START Recorded data

//! Game state: an append-or-rewrite move history and a step pointer.
//!
//! History always starts with a sentinel record holding the empty board.
//! The step pointer selects which record is on screen. Playing a move from
//! an earlier step discards every record after it before appending, so an
//! overwritten future cannot be redone.

use super::action::{GameError, Move};
use super::invariants::{HistoryInvariants, InvariantSet, assert_invariants};
use super::rules::{self, Win};
use super::{Board, Player, Position, Square};
use serde::{Deserialize, Serialize};
use tracing::{debug, instrument};

/// One history entry: the board after a move, plus the move itself.
///
/// The first record of every history has no move.
#[derive(Debug, Clone, PartialEq, Eq, Serialize, Deserialize)]
pub struct MoveRecord {
    pub(crate) board: Board,
    pub(crate) placement: Option<Move>,
}

impl MoveRecord {
    /// The sentinel record: empty board, no move.
    pub fn start() -> Self {
        Self {
            board: Board::new(),
            placement: None,
        }
    }

    /// Board snapshot after this move.
    pub fn board(&self) -> &Board {
        &self.board
    }

    /// The move that produced this record.
    pub fn placement(&self) -> Option<Move> {
        self.placement
    }

    /// Player who moved.
    pub fn player(&self) -> Option<Player> {
        self.placement.map(|m| m.player)
    }

    /// 1-based row of the placed mark.
    pub fn row(&self) -> Option<u8> {
        self.placement.map(|m| m.row())
    }

    /// 1-based column of the placed mark.
    pub fn col(&self) -> Option<u8> {
        self.placement.map(|m| m.col())
    }

    /// True for the sentinel record.
    pub fn is_start(&self) -> bool {
        self.placement.is_none()
    }
}

/// Order in which the move list is presented.
#[derive(Debug, Clone, Copy, PartialEq, Eq, Hash, Default, Serialize, Deserialize)]
pub enum HistoryOrder {
    /// Oldest first.
    #[default]
    Chronological,
    /// Newest first.
    Reversed,
}

impl HistoryOrder {
    /// The other order.
    pub fn toggled(self) -> Self {
        match self {
            HistoryOrder::Chronological => HistoryOrder::Reversed,
            HistoryOrder::Reversed => HistoryOrder::Chronological,
        }
    }

    /// Whether the list is shown newest first.
    pub fn is_reversed(self) -> bool {
        self == HistoryOrder::Reversed
    }
}

/// Phase of the board at the current step.
#[derive(Debug, Clone, Copy, PartialEq, Eq, Serialize, Deserialize)]
pub enum GameStatus {
    /// No winner and at least one empty square.
    InProgress,
    /// A line is complete.
    Won(Win),
    /// Board is full with no winner.
    Drawn,
}

impl GameStatus {
    /// Classifies a board snapshot.
    pub fn of(board: &Board) -> Self {
        match rules::detect_winner(board) {
            Some(win) => GameStatus::Won(win),
            None if rules::is_full(board) => GameStatus::Drawn,
            None => GameStatus::InProgress,
        }
    }

    /// Returns true once no further move is possible.
    pub fn is_over(&self) -> bool {
        !matches!(self, GameStatus::InProgress)
    }
}

/// Complete game state.
///
/// A single owner mutates it; every operation either applies fully or
/// leaves the state exactly as it was. Deserialization goes through the
/// history invariants, so a decoded state is always one that play could
/// have produced.
#[derive(Debug, Clone, PartialEq, Eq, Serialize, Deserialize)]
#[serde(try_from = "RawGameState")]
pub struct GameState {
    pub(crate) history: Vec<MoveRecord>,
    pub(crate) step: usize,
    pub(crate) order: HistoryOrder,
}

impl GameState {
    /// Creates a new game: one sentinel record, pointer at step 0.
    #[instrument]
    pub fn new() -> Self {
        Self::with_order(HistoryOrder::default())
    }

    /// Creates a new game with the given move-list order.
    #[instrument]
    pub fn with_order(order: HistoryOrder) -> Self {
        Self {
            history: vec![MoveRecord::start()],
            step: 0,
            order,
        }
    }

    /// Discards all history and starts over, keeping the display order.
    #[instrument(skip(self), fields(len = self.history.len()))]
    pub fn reset(&mut self) {
        *self = Self::with_order(self.order);
        debug!("Game reset");
    }

    /// Full history, sentinel included.
    pub fn history(&self) -> &[MoveRecord] {
        &self.history
    }

    /// Index of the record on screen.
    pub fn step(&self) -> usize {
        self.step
    }

    /// Record at the current step.
    pub fn current(&self) -> &MoveRecord {
        &self.history[self.step]
    }

    /// Board at the current step.
    pub fn board(&self) -> &Board {
        self.current().board()
    }

    /// Player to move at the current step.
    pub fn to_move(&self) -> Player {
        Player::for_step(self.step)
    }

    /// Winner on the current board, if any.
    pub fn winner(&self) -> Option<Win> {
        rules::detect_winner(self.board())
    }

    /// Phase of the current board.
    pub fn status(&self) -> GameStatus {
        GameStatus::of(self.board())
    }

    /// Move-list order.
    pub fn order(&self) -> HistoryOrder {
        self.order
    }

    /// Places the current player's mark at `position`.
    ///
    /// History after the current step is dropped first, then the new record
    /// is appended and becomes current.
    ///
    /// # Errors
    ///
    /// - [`GameError::GameOver`] if the current board already has a winner.
    /// - [`GameError::SquareOccupied`] if the square is taken.
    ///
    /// The state is unchanged on error.
    #[instrument(skip(self), fields(step = self.step, player = %self.to_move()))]
    pub fn apply_move(&mut self, position: Position) -> Result<&MoveRecord, GameError> {
        let current = self.current();
        if let Some(win) = rules::detect_winner(current.board()) {
            debug!(winner = %win.player(), "Move rejected, game already won");
            return Err(GameError::GameOver {
                winner: win.player(),
            });
        }
        if !current.board().is_empty(position) {
            debug!("Move rejected, square occupied");
            return Err(GameError::SquareOccupied { position });
        }

        let player = self.to_move();
        let mut board = current.board().clone();
        board.set(position, Square::Occupied(player));

        let dropped = self.history.len() - (self.step + 1);
        self.history.truncate(self.step + 1);
        self.history.push(MoveRecord {
            board,
            placement: Some(Move::new(player, position)),
        });
        self.step = self.history.len() - 1;
        debug!(step = self.step, dropped, "Move applied");

        assert_invariants(self);
        Ok(self.current())
    }

    /// Moves the pointer to `step` without touching history.
    ///
    /// # Errors
    ///
    /// [`GameError::StepOutOfRange`] if `step` is past the last record.
    #[instrument(skip(self), fields(from = self.step))]
    pub fn jump_to(&mut self, step: usize) -> Result<(), GameError> {
        if step >= self.history.len() {
            return Err(GameError::StepOutOfRange {
                step,
                len: self.history.len(),
            });
        }
        self.step = step;
        debug!(to_move = %self.to_move(), "Jumped");
        Ok(())
    }

    /// Flips the move-list order.
    #[instrument(skip(self))]
    pub fn toggle_history_order(&mut self) {
        self.order = self.order.toggled();
        debug!(order = ?self.order, "History order toggled");
    }
}

impl Default for GameState {
    fn default() -> Self {
        Self::new()
    }
}

/// Unchecked wire form of [`GameState`].
#[derive(Deserialize)]
struct RawGameState {
    history: Vec<MoveRecord>,
    step: usize,
    order: HistoryOrder,
}

impl TryFrom<RawGameState> for GameState {
    type Error = GameError;

    #[instrument(skip(raw), fields(len = raw.history.len(), step = raw.step))]
    fn try_from(raw: RawGameState) -> Result<Self, Self::Error> {
        let state = Self {
            history: raw.history,
            step: raw.step,
            order: raw.order,
        };
        HistoryInvariants::check_all(&state).map_err(|violations| {
            let reason = violations
                .iter()
                .map(|v| v.description.as_str())
                .collect::<Vec<_>>()
                .join("; ");
            GameError::InvalidHistory { reason }
        })?;
        Ok(state)
    }
}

END Recorded data

• Exercise details: Go through the records and tally the lines that include "Chronological". Write only the number.

• Exercise answer: 3